Prayer: ACTION, not REACTION

WHEN I BEGAN WORKING as a screenwriter in the film business, the first advice I got was to have a tough skin. Why? Because the shabby treatment of writers in Hollywood is notorious. Recently I saw how effective it is to pray before responding to these perceived slights that appear to be status quo in my industry.

I found myself becoming increasingly angry with a producer I'd been working with on a script. For several days running, he had missed our scheduled phone conferences without calling to cancel. The following day his office would reschedule, and he would miss the call again. A familiar response surfaced—that of being the typical "beleaguered writer." and the resentment grew. I was about to pick up the phone and tell him exactly what I thought about his selfishness, but something stopped me. I realized it was a Wednesday, and that's the day of the midweek meeting at our local Church of Christ, Scientist.

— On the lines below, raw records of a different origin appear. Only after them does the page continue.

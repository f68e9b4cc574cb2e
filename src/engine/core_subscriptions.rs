use futures::{Stream, StreamExt};
use tokio::sync::broadcast;
use tokio_stream::wrappers::BroadcastStream;

use crate::engine::session::{SessionUpdate, TelemetryEvent};
use super::TrainingController;

impl TrainingController {
    // ========================================================================
    // STREAM SUBSCRIPTIONS
    // ========================================================================

    /// Receiver for every session update from now on.
    pub fn subscribe_updates(&self) -> broadcast::Receiver<SessionUpdate> {
        self.update_tx.subscribe()
    }

    /// Session updates as a `Stream`. Updates missed by a lagging consumer
    /// are skipped rather than ending the stream.
    pub fn update_stream(&self) -> impl Stream<Item = SessionUpdate> + Send + 'static {
        BroadcastStream::new(self.subscribe_updates()).filter_map(|item| async move {
            match item {
                Ok(update) => Some(update),
                Err(err) => {
                    log::debug!("[SessionController] Update stream lagged: {}", err);
                    None
                }
            }
        })
    }

    pub fn subscribe_telemetry(&self) -> broadcast::Receiver<TelemetryEvent> {
        self.telemetry_tx.subscribe()
    }

    pub fn telemetry_stream(&self) -> impl Stream<Item = TelemetryEvent> + Send + 'static {
        BroadcastStream::new(self.subscribe_telemetry())
            .filter_map(|item| async move { item.ok() })
    }
}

Why did that thought stop the angry response? Well, over the years I'd had many healings at these meetings. They're about giving gratitude for God's help, and for me the particular readings and testimonies at these services are almost always exactly what is needed to address a specific problem or issue one is working on. That afternoon, it occurred to me that I needed to pray to be more receptive to what God knew of both me and this producer as spiritual—what St. Paul called "the new man," and what Mary Baker Eddy explained in her book Science and Health as "the real man."